Retype only the lines at the head of the records, first through the one with "pub const DEFAULT_MAX_PAGES: u32 = 10;", exactly as written.

Collected data:
- - - - - - -

use tokio_util::sync::CancellationToken;

use crate::error::AppError;
use crate::models::Job;
use crate::traits::{Scraper, SourceFetcher};

pub const DEFAULT_PAGE_SIZE: u32 = 20;
pub const DEFAULT_MAX_PAGES: u32 = 10;

/// Drives a [`SourceFetcher`] page by page.
///
/// For each page: fetch the listing, then fetch every item's detail. A failed
/// listing or detail request is logged and skipped. A listing with fewer raw
/// items than `page_size` is treated as the last page. Cancellation is checked
/// before each page and ends the scrape with whatever was collected so far.
#[derive(Debug, Clone)]
pub struct PaginatedScraper<F> {
    name: String,
    fetcher: F,
    page_size: u32,
    max_pages: u32,
}

impl<F: SourceFetcher> PaginatedScraper<F> {
    pub fn new(name: impl Into<String>, fetcher: F) -> Self {
        Self {
            name: name.into(),
            fetcher,
            page_size: DEFAULT_PAGE_SIZE,
            max_pages: DEFAULT_MAX_PAGES,
        }
    }

    pub fn with_page_size(mut self, page_size: u32) -> Self {
        self.page_size = page_size.max(1);
        self
    }

    /// Page cap used by [`Scraper::scrape`].
    pub fn with_max_pages(mut self, max_pages: u32) -> Self {
        self.max_pages = max_pages;
        self
    }

    pub fn page_size(&self) -> u32 {
        self.page_size
    }

    pub fn max_pages(&self) -> u32 {
        self.max_pages
    }

    async fn collect_pages(&self, pages: u32, cancel: &CancellationToken) -> Vec<Job> {
        let mut jobs = Vec::new();

        for page in 1..=pages {
            if cancel.is_cancelled() {
                tracing::info!(scraper = %self.name, page, "Scrape cancelled");
                break;
            }

            let listing = match self.fetcher.fetch_listing(page, self.page_size).await {
                Ok(listing) => listing,
                Err(e) => {
                    tracing::warn!(scraper = %self.name, page, error = %e, "Listing page failed, skipping");
                    continue;
                }
            };
            tracing::debug!(
                scraper = %self.name,
                page,
                items = listing.item_ids.len(),
                raw = listing.raw_count,
                "Fetched listing page"
            );

            for item_id in &listing.item_ids {
                match self.fetcher.fetch_job(item_id).await {
                    Ok(job) => jobs.push(job),
                    Err(e) => {
                        tracing::warn!(scraper = %self.name, %item_id, error = %e, "Job detail failed, skipping");
                    }
                }
            }

            if listing.raw_count < self.page_size as usize {
                tracing::debug!(scraper = %self.name, page, "Short page, source exhausted");
                break;
            }
        }

        tracing::info!(scraper = %self.name, jobs = jobs.len(), "Scrape finished");
        jobs
    }
}

impl<F: SourceFetcher> Scraper for PaginatedScraper<F> {
    fn name(&self) -> &str {
        &self.name
    }

    async fn scrape(&self, cancel: &CancellationToken) -> Result<Vec<Job>, AppError> {
        Ok(self.collect_pages(self.max_pages, cancel).await)
    }

    async fn scrape_pages(
        &self,
        pages: u32,
        cancel: &CancellationToken,
    ) -> Result<Vec<Job>, AppError> {
        Ok(self.collect_pages(pages, cancel).await)
    }
}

- - - - - - -

» Expected output
use tokio_util::sync::CancellationToken;

use crate::error::AppError;
use crate::models::Job;
use crate::traits::{Scraper, SourceFetcher};

pub const DEFAULT_PAGE_SIZE: u32 = 20;
pub const DEFAULT_MAX_PAGES: u32 = 10;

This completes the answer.